(Dataset entries)
--
//! Holder side of the protocol: claim, mint through the issuer, prove
//! membership against the latest root, submit.

use ark_bn254::Fr;
use std::sync::Arc;
use tracing::{info, warn};
use zksbt_types::{EcdsaSignature, ZksbtError, ZksbtResult};

use crate::addressing::PoolKey;
use crate::authority::{claim_message, Certificate, CertificateAuthority, MintOutcome};
use crate::config::{ZksbtConfig, DEFAULT_MAX_RETRIES};
use crate::group::{GroupReconstructor, MerkleGroup};
use crate::identity::{CredentialBinding, Identity};
use crate::ledger::{Ledger, Pool, TxReceipt};
use crate::proof::{
    CircuitProfile, IdentityProfile, IdentityProof, MembershipProof, ProofPipeline, Prover,
    Verifier,
};
use crate::signer::MessageSigner;

pub struct CredentialHolder<L: Ledger + ?Sized, P: Prover, C: CircuitProfile> {
    identity: Identity,
    ledger: Arc<L>,
    pipeline: ProofPipeline<P, C>,
    max_root_retries: u32,
}

impl<L: Ledger + ?Sized, P: Prover, C: CircuitProfile> CredentialHolder<L, P, C> {
    pub fn new(identity: Identity, ledger: Arc<L>, pipeline: ProofPipeline<P, C>) -> Self {
        Self {
            identity,
            ledger,
            pipeline,
            max_root_retries: DEFAULT_MAX_RETRIES,
        }
    }

    /// Membership circuit and root retry bound taken from `config`.
    pub fn from_config(
        identity: Identity,
        ledger: Arc<L>,
        prover: P,
        verifier: Arc<dyn Verifier>,
        config: &ZksbtConfig,
    ) -> Self {
        let pipeline = ProofPipeline::new(prover, config.prover.artifact(), verifier);
        Self::new(identity, ledger, pipeline)
            .with_max_root_retries(config.authority.max_root_retries)
    }

    pub fn with_max_root_retries(mut self, retries: u32) -> Self {
        self.max_root_retries = retries;
        self
    }

    pub fn identity(&self) -> &Identity {
        &self.identity
    }

    pub fn commitment(&self) -> Fr {
        self.identity.commitment()
    }

    pub async fn claim_signature<S: MessageSigner + ?Sized>(
        &self,
        wallet: &S,
        pool: &PoolKey,
    ) -> ZksbtResult<EcdsaSignature> {
        let message = claim_message(&self.commitment(), pool);
        wallet.sign_message(message.as_bytes()).await
    }

    pub async fn request_certificate<S: MessageSigner + ?Sized>(
        &self,
        authority: &CertificateAuthority,
        wallet: &S,
        pool: &PoolKey,
    ) -> ZksbtResult<Certificate> {
        let signature = self.claim_signature(wallet, pool).await?;
        authority
            .issue_certificate(&self.commitment(), pool, &signature)
            .await
    }

    pub async fn mint<S: MessageSigner + ?Sized>(
        &self,
        authority: &CertificateAuthority,
        wallet: &S,
        pool: &PoolKey,
    ) -> ZksbtResult<MintOutcome> {
        let signature = self.claim_signature(wallet, pool).await?;
        authority
            .mint_with_certificate(&*self.ledger, &self.commitment(), pool, &signature)
            .await
    }

    /// Rebuilds the pool's tree at its current root. A root the event log
    /// cannot reach is refetched up to `max_root_retries` times.
    pub async fn reconstruct(&self, key: &PoolKey) -> ZksbtResult<(Pool, MerkleGroup)> {
        let mut pool = self.ledger.pool(key).await?;
        let reconstructor = GroupReconstructor::new(&*self.ledger);
        let mut attempt = 0;

        loop {
            match reconstructor.reconstruct(key, pool.depth, pool.root).await {
                Ok(group) => return Ok((pool, group)),
                Err(e @ ZksbtError::RootMismatch { .. }) if attempt < self.max_root_retries => {
                    attempt += 1;
                    warn!("{}; refetching root (attempt {})", e, attempt);
                    pool.root = self.ledger.merkle_root(pool.id).await?;
                }
                Err(e) => return Err(e),
            }
        }
    }

    /// Membership proof for `key` against the latest root. Pools whose
    /// leaves are bound to a credential need that credential's `binding`.
    pub async fn prove_membership(
        &self,
        key: &PoolKey,
        binding: Option<&CredentialBinding>,
    ) -> ZksbtResult<MembershipProof> {
        let (pool, group) = self.reconstruct(key).await?;
        let job = self
            .pipeline
            .build_circuit_inputs(&self.identity, &group, pool.salt, binding)?;
        self.pipeline.prove(&job).await
    }

    /// Identity proof under `key`'s salt, for requesting a proof key from the
    /// backend. Runs on the identity circuit, not this holder's pipeline.
    pub async fn prove_identity<Q: Prover>(
        &self,
        identity_pipeline: &ProofPipeline<Q, IdentityProfile>,
        key: &PoolKey,
    ) -> ZksbtResult<IdentityProof> {
        let pool = self.ledger.pool(key).await?;
        let job = identity_pipeline.build_identity_inputs(&self.identity, pool.salt)?;
        identity_pipeline.prove_identity(&job).await
    }

    pub async fn submit_proof(
        &self,
        key: &PoolKey,
        proof: &MembershipProof,
    ) -> ZksbtResult<TxReceipt> {
        let receipt = self
            .ledger
            .verify(key, proof.nullifier_hash, &proof.proof)
            .await?;
        info!("Proof for pool {} accepted in {:?}", key, receipt.tx_hash);
        Ok(receipt)
    }
}
use crate::constants::*;
use crate::error::{ZksbtError, ZksbtResult};
use serde::{Deserialize, Serialize};
use serde_with::serde_as;
use std::fmt;
use zeroize::Zeroize;

#[derive(Clone, Serialize, Deserialize)]
pub struct Secp256k1PrivateKey(pub [u8; SECP256K1_PRIVATE_KEY_SIZE]);

impl Secp256k1PrivateKey {
    pub fn from_bytes(bytes: [u8; SECP256K1_PRIVATE_KEY_SIZE]) -> Self {
        Self(bytes)
    }

    pub fn as_bytes(&self) -> &[u8; SECP256K1_PRIVATE_KEY_SIZE] {
        &self.0
    }

    pub fn from_hex(s: &str) -> ZksbtResult<Self> {
        let s = s.trim();
        let s = s.strip_prefix("0x").unwrap_or(s);
        let mut bytes = hex::decode(s).map_err(|e| ZksbtError::InvalidKey(e.to_string()))?;
        if bytes.len() != SECP256K1_PRIVATE_KEY_SIZE {
            bytes.zeroize();
            return Err(ZksbtError::InvalidKey("Invalid private key length".into()));
        }
        let mut arr = [0u8; SECP256K1_PRIVATE_KEY_SIZE];
        arr.copy_from_slice(&bytes);
        bytes.zeroize();
        Ok(Self(arr))
    }
}

impl fmt::Debug for Secp256k1PrivateKey {
    fn fmt(&self, f: &mut fmt::Formatter<'_>) -> fmt::Result {
        write!(f, "Secp256k1PrivateKey([REDACTED])")
    }
}

impl Drop for Secp256k1PrivateKey {
    fn drop(&mut self) {
        self.0.zeroize();
    }
}

#[serde_as]
#[derive(Clone, Copy, PartialEq, Eq, Hash, Serialize, Deserialize)]
pub struct Secp256k1PublicKey(
    #[serde_as(as = "serde_with::Bytes")] pub [u8; SECP256K1_PUBLIC_KEY_SIZE],
);

impl Secp256k1PublicKey {
    pub fn from_bytes(bytes: [u8; SECP256K1_PUBLIC_KEY_SIZE]) -> Self {
        Self(bytes)
    }

    pub fn as_bytes(&self) -> &[u8; SECP256K1_PUBLIC_KEY_SIZE] {
        &self.0
    }

    pub fn to_hex(&self) -> String {
        hex::encode(self.0)
    }
}

impl fmt::Debug for Secp256k1PublicKey {
    fn fmt(&self, f: &mut fmt::Formatter<'_>) -> fmt::Result {
        write!(f, "Secp256k1PublicKey({})", self.to_hex())
    }
}

/// 65-byte recoverable signature laid out as `r || s || v`, with `v` in
/// the Ethereum 27/28 convention.
#[derive(Clone, Copy, PartialEq, Eq, Hash, Serialize, Deserialize)]
pub struct EcdsaSignature {
    pub r: [u8; 32],
    pub s: [u8; 32],
    pub v: u8,
}

impl EcdsaSignature {
    pub fn new(r: [u8; 32], s: [u8; 32], v: u8) -> Self {
        Self { r, s, v }
    }

    pub fn to_bytes(&self) -> [u8; ECDSA_SIGNATURE_SIZE] {
        let mut bytes = [0u8; ECDSA_SIGNATURE_SIZE];
        bytes[..32].copy_from_slice(&self.r);
        bytes[32..64].copy_from_slice(&self.s);
        bytes[64] = self.v;
        bytes
    }

    pub fn from_bytes(bytes: &[u8; ECDSA_SIGNATURE_SIZE]) -> Self {
        let mut r = [0u8; 32];
        let mut s = [0u8; 32];
        r.copy_from_slice(&bytes[..32]);
        s.copy_from_slice(&bytes[32..64]);
        Self {
            r,
            s,
            v: bytes[64],
        }
    }

    pub fn from_slice(bytes: &[u8]) -> ZksbtResult<Self> {
        let arr: &[u8; ECDSA_SIGNATURE_SIZE] = bytes.try_into().map_err(|_| {
            ZksbtError::InvalidSignature(format!(
                "expected {} bytes, got {}",
                ECDSA_SIGNATURE_SIZE,
                bytes.len()
            ))
        })?;
        Ok(Self::from_bytes(arr))
    }

    pub fn to_hex(&self) -> String {
        format!("0x{}", hex::encode(self.to_bytes()))
    }

    pub fn from_hex(s: &str) -> ZksbtResult<Self> {
        let s = s.strip_prefix("0x").unwrap_or(s);
        let bytes = hex::decode(s).map_err(|e| ZksbtError::InvalidSignature(e.to_string()))?;
        Self::from_slice(&bytes)
    }
}

impl fmt::Debug for EcdsaSignature {
    fn fmt(&self, f: &mut fmt::Formatter<'_>) -> fmt::Result {
        write!(f, "EcdsaSignature(v={})", self.v)
    }
}

#[cfg(test)]
mod tests {
    use super::*;

    #[test]
    fn test_private_key_debug_redacted() {
        let key = Secp256k1PrivateKey::from_bytes([7u8; 32]);
        assert_eq!(format!("{:?}", key), "Secp256k1PrivateKey([REDACTED])");
    }

    #[test]
    fn test_private_key_from_hex() {
        let hex_key = format!("0x{}", "01".repeat(32));
        let key = Secp256k1PrivateKey::from_hex(&hex_key).unwrap();
        assert_eq!(key.as_bytes(), &[1u8; 32]);
        assert!(Secp256k1PrivateKey::from_hex("0x01").is_err());
    }

    #[test]
    fn test_signature_byte_layout() {
        let sig = EcdsaSignature::new([1u8; 32], [2u8; 32], 28);
        let bytes = sig.to_bytes();
        assert_eq!(bytes[0], 1);
        assert_eq!(bytes[32], 2);
        assert_eq!(bytes[64], 28);
        assert_eq!(EcdsaSignature::from_bytes(&bytes), sig);
    }

    #[test]
    fn test_signature_from_short_slice() {
        let err = EcdsaSignature::from_slice(&[0u8; 64]).unwrap_err();
        assert!(matches!(err, ZksbtError::InvalidSignature(_)));
    }
}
--
Go line by line through the data above and report each one that holds the string "latest".

## Reply to the exercise
//! membership against the latest root, submit.
    /// Membership proof for `key` against the latest root. Pools whose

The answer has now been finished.